Title: Recovery from Bpd?
Post by: Kate736 on December 30, 2015, 12:41:53 PM
I am confused because my daughter was diagnosed some time ago with Bpd and depression. I know that with the right help and self work and medication that depression problems can improve significantly.  But what about Bpd traits?  Do they stay with a person for live, go into remission, or go away?  She is doing well and I don't see much written about recovery from Bpd.  Any thoughts or references on this?   


Title: Re: Recovery from Bpd?
Post by: livednlearned on December 30, 2015, 03:39:16 PM
Hi Kate736,

Welcome and hello  :)

I'm sorry for what brings you here, and glad you found the site. It helps to talk to others going through the same things.

There is a discussion on this topic about treatment and remittance (https://bpdfamily.com/content/ending-conflict) that you might find useful. If your daughter is a teen, I recommend Blaise Aguirre's book on BPD in Adolescence (2nd edition) that has recent research on the same topic.

It does seem like things have changed a lot in the last 20 years and there are improvements although research can take a while to trickle into the mainstream, and sometimes even clinical practitioners are behind.

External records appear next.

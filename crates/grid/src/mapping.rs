//! Snapshot processing
//!
//! Walks a captured DOM snapshot, resolves every resource it references
//! (preloaded contents, plain URLs, and the dependencies those pull in),
//! persists them to the rendering service, and produces the hash mapping a
//! render request needs.

use crate::cache::ResourceStore;
use crate::fetch::{FetchOptions, ResourceFetcher};
use crate::resource::{create_dom_resource, resource_id, Resource};
use crate::upload::ResourceUploader;
use ocular_common::Result;
use ocular_transport::ResourceRef;
use serde::Deserialize;
use std::collections::{BTreeMap, HashMap, HashSet, VecDeque};
use tracing::debug;

/// A captured page: CDT node array, referenced resources, and nested
/// frames. Produced by the embedding capture layer.
#[derive(Debug, Clone, Default, Deserialize)]
#[serde(rename_all = "camelCase", default)]
pub struct DomSnapshot {
    pub url: String,
    pub cdt: serde_json::Value,
    /// Resources the capture layer saw but did not download.
    pub resource_urls: Vec<String>,
    /// Resources captured with their bytes in hand.
    pub resource_contents: HashMap<String, SnapshotResource>,
    pub frames: Vec<DomSnapshot>,
}

#[derive(Debug, Clone, Default, Deserialize)]
#[serde(rename_all = "camelCase", default)]
pub struct SnapshotResource {
    pub url: String,
    pub content_type: Option<String>,
    pub value: Option<Vec<u8>>,
    pub error_status_code: Option<u16>,
}

/// The render-ready view of one page for one browser.
#[derive(Debug, Clone)]
pub struct ResourceMapping {
    pub dom: ResourceRef,
    /// Every resource the page needs, keyed by URL.
    pub resources: HashMap<String, ResourceRef>,
}

/// Resolve and persist everything `snapshot` needs, recursively through
/// frames, and return the mapping for a render request. URLs already
/// resolved in this walk are never resolved twice.
pub async fn create_resource_mapping(
    snapshot: &DomSnapshot,
    browser_name: Option<&str>,
    fetcher: &ResourceFetcher,
    store: &ResourceStore,
    uploader: &ResourceUploader,
    options: &FetchOptions,
) -> Result<ResourceMapping> {
    let mut manifest: BTreeMap<String, ResourceRef> = BTreeMap::new();
    let mut fresh: Vec<Resource> = Vec::new();

    // Frames first; each frame's DOM becomes a resource of the parent and
    // its resources join the shared pool.
    for frame in &snapshot.frames {
        let frame_mapping = Box::pin(create_resource_mapping(
            frame,
            browser_name,
            fetcher,
            store,
            uploader,
            options,
        ))
        .await?;
        manifest.insert(frame.url.clone(), frame_mapping.dom);
        for (url, hash) in frame_mapping.resources {
            manifest.entry(url).or_insert(hash);
        }
    }

    // Preloaded contents next: no fetch needed.
    for captured in snapshot.resource_contents.values() {
        let resource = match captured.error_status_code {
            Some(status) => Resource::unavailable(&captured.url, status, browser_name),
            None => {
                let content_type = captured.content_type.clone().unwrap_or_default();
                let value = captured.value.clone().unwrap_or_default();
                let dependencies =
                    crate::css::resolve_dependencies(&captured.url, &content_type, &value);
                Resource::new(&captured.url, content_type, value, browser_name)
                    .with_dependencies(dependencies)
            }
        };
        let stored = store.insert(&resource);
        manifest.insert(captured.url.clone(), stored.hash.clone());
        let mut queue: VecDeque<String> = resource.dependencies.iter().cloned().collect();
        fresh.push(resource);
        resolve_urls(
            &mut queue, &mut manifest, &mut fresh, browser_name, fetcher, store, options,
        )
        .await;
    }

    // Remaining plain URLs, breadth-first through their dependencies.
    let mut queue: VecDeque<String> = snapshot.resource_urls.iter().cloned().collect();
    resolve_urls(
        &mut queue, &mut manifest, &mut fresh, browser_name, fetcher, store, options,
    )
    .await;

    uploader.put_resources(&fresh).await?;

    // The DOM resource is built last, over the full manifest.
    let dom = create_dom_resource(&snapshot.url, &snapshot.cdt, &manifest);
    let dom_hash = dom.hash();
    store.insert(&dom);
    uploader.put_resources(std::slice::from_ref(&dom)).await?;

    debug!(
        url = %snapshot.url,
        resources = manifest.len(),
        fetched = fresh.len(),
        "resource mapping ready"
    );
    Ok(ResourceMapping {
        dom: dom_hash,
        resources: manifest.into_iter().collect(),
    })
}

async fn resolve_urls(
    queue: &mut VecDeque<String>,
    manifest: &mut BTreeMap<String, ResourceRef>,
    fresh: &mut Vec<Resource>,
    browser_name: Option<&str>,
    fetcher: &ResourceFetcher,
    store: &ResourceStore,
    options: &FetchOptions,
) {
    let mut visited: HashSet<String> = manifest.keys().cloned().collect();
    while let Some(url) = queue.pop_front() {
        if !visited.insert(url.clone()) {
            continue;
        }

        let id = resource_id(&url, browser_name);
        if let Some(stored) = store.get(&id) {
            manifest.insert(url, stored.hash.clone());
            queue.extend(stored.dependencies.iter().cloned());
            continue;
        }

        let resource = fetcher.fetch(&url, browser_name, options).await;
        let stored = store.insert(&resource);
        manifest.insert(url, stored.hash);
        queue.extend(resource.dependencies.iter().cloned());
        fresh.push(resource);
    }
}

#[cfg(test)]
mod tests {
    use super::*;
    use httpmock::prelude::*;
    use ocular_common::Config;
    use ocular_transport::{RenderingInfo, ServerClient};
    use std::sync::Arc;

    fn pipeline(server: &MockServer) -> (ResourceFetcher, Arc<ResourceStore>, ResourceUploader) {
        let mut config = Config::default();
        config.api_key = "k".into();
        config.server_url = server.base_url();
        let client = ServerClient::new(config).unwrap();
        client.set_rendering_info(RenderingInfo {
            service_url: server.base_url(),
            access_token: "t".into(),
            results_url: String::new(),
            stitching_service_url: None,
        });
        let client = Arc::new(client);
        let store = Arc::new(ResourceStore::new());
        let uploader = ResourceUploader::new(client, Arc::clone(&store));
        (ResourceFetcher::new(None, false).unwrap(), store, uploader)
    }

    async fn accept_everything(server: &MockServer) {
        server
            .mock_async(|when, then| {
                when.method(POST).path("/resources/query/resources-exist/");
                then.status(200).json_body(serde_json::json!([]));
            })
            .await;
        server
            .mock_async(|when, then| {
                when.method(PUT).path_contains("/resources/sha256/");
                then.status(200);
            })
            .await;
    }

    #[tokio::test]
    async fn nested_css_dependencies_are_resolved_once() {
        let server = MockServer::start_async().await;
        accept_everything(&server).await;
        let style = server
            .mock_async(|when, then| {
                when.method(GET).path("/a.css");
                then.status(200)
                    .header("content-type", "text/css")
                    .body(".x { background: url('bg.png'); } @import 'b.css';");
            })
            .await;
        server
            .mock_async(|when, then| {
                when.method(GET).path("/b.css");
                then.status(200)
                    .header("content-type", "text/css")
                    // Cycle back to a.css: must not loop.
                    .body("@import 'a.css';");
            })
            .await;
        server
            .mock_async(|when, then| {
                when.method(GET).path("/bg.png");
                then.status(200).header("content-type", "image/png").body("png");
            })
            .await;

        let (fetcher, store, uploader) = pipeline(&server);
        let snapshot = DomSnapshot {
            url: server.url("/"),
            cdt: serde_json::json!([]),
            resource_urls: vec![server.url("/a.css")],
            ..Default::default()
        };
        let mapping = create_resource_mapping(
            &snapshot,
            None,
            &fetcher,
            &store,
            &uploader,
            &FetchOptions::default(),
        )
        .await
        .unwrap();

        assert_eq!(mapping.resources.len(), 3);
        assert!(mapping.resources.contains_key(&server.url("/bg.png")));
        assert_eq!(style.hits_async().await, 1);
    }

    #[tokio::test]
    async fn frame_dom_becomes_parent_resource() {
        let server = MockServer::start_async().await;
        accept_everything(&server).await;

        let (fetcher, store, uploader) = pipeline(&server);
        let snapshot = DomSnapshot {
            url: server.url("/"),
            cdt: serde_json::json!([{"nodeType": 9}]),
            frames: vec![DomSnapshot {
                url: server.url("/frame.html"),
                cdt: serde_json::json!([{"nodeType": 9}]),
                ..Default::default()
            }],
            ..Default::default()
        };
        let mapping = create_resource_mapping(
            &snapshot,
            None,
            &fetcher,
            &store,
            &uploader,
            &FetchOptions::default(),
        )
        .await
        .unwrap();

        let frame_hash = &mapping.resources[&server.url("/frame.html")];
        assert!(frame_hash.hash.is_some());
        assert_ne!(frame_hash, &mapping.dom);
    }

    #[tokio::test]
    async fn preloaded_contents_skip_fetching() {
        let server = MockServer::start_async().await;
        accept_everything(&server).await;

        let (fetcher, store, uploader) = pipeline(&server);
        let mut contents = HashMap::new();
        contents.insert(
            server.url("/inline.css"),
            SnapshotResource {
                url: server.url("/inline.css"),
                content_type: Some("text/css".into()),
                value: Some(b".a{}".to_vec()),
                error_status_code: None,
            },
        );
        let snapshot = DomSnapshot {
            url: server.url("/"),
            resource_contents: contents,
            ..Default::default()
        };
        let mapping = create_resource_mapping(
            &snapshot,
            None,
            &fetcher,
            &store,
            &uploader,
            &FetchOptions::default(),
        )
        .await
        .unwrap();

        // No GET mock exists for inline.css; reaching here proves no fetch.
        assert!(mapping.resources.contains_key(&server.url("/inline.css")));
    }
}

We also have members here who have children (both teens and adults) whose BPD traits are in remission, and they can share their stories.

I remember listening to Gundersen, a leading expert on BPD, talk about how the DSM does not do a good job of defining severity of BPD, and that this would help shed some light on how to treat different kinds of BPD sufferers.

The key, too, is figuring out not only what treatment works, and how motivated the child is, but also what changes are made to create a more validating environment. That's us.  :)

How is your daughter doing at the moment? Is she accepting her dual diagnoses?



Title: Re: Recovery from Bpd?
Post by: twojaybirds on December 30, 2015, 05:45:32 PM
I don't know about recovery but as a friend of mine once said, "we all have to learn how to manage our crazzies." 

My dd21 is in a much better spot than when she was 18 and living on the streets. She is in school, has a job as a medical assistant and been living in her own apt for 13 months.  Is she "cured"  no I don't think so but I keep enough of a distance so as not to be drawn into her drama.  Her boyfriend seems to balance her well which is one of the main reason I like him.

I think she is more discriminate with her emotions knowing who/when/where.  such as she stills has a reason to go to the ER about every 60 days and can even get herself admitted now and then, however she never calls me about these incidences because she knows I will be unperplexed and remind her of her credit. 

What is still sad to me s I know she could be so much happier, she just can;t get there.